• _What you should do_
Look through the entries below and count the lines with the word "failed" in them; give only the number.
[Dataset records Boundary: Start]
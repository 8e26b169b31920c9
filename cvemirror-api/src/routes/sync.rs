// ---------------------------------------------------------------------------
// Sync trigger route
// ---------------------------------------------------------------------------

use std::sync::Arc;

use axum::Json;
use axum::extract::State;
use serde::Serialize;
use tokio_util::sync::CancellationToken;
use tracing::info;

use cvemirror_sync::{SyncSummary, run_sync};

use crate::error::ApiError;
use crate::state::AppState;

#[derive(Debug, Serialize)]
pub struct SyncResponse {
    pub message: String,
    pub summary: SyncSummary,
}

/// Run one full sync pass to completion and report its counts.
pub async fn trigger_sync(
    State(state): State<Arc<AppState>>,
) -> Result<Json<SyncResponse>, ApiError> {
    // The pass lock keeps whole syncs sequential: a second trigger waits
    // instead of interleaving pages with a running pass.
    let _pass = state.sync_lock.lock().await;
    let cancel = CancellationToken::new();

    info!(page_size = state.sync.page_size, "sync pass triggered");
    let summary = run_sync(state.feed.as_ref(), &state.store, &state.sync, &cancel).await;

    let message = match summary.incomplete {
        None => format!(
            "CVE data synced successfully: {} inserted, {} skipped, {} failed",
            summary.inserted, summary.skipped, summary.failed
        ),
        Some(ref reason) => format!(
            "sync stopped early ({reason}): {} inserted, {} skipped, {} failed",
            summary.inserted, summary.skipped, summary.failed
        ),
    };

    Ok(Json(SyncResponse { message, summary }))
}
[Dataset records Boundary: End]
• _Output for this exercise_
4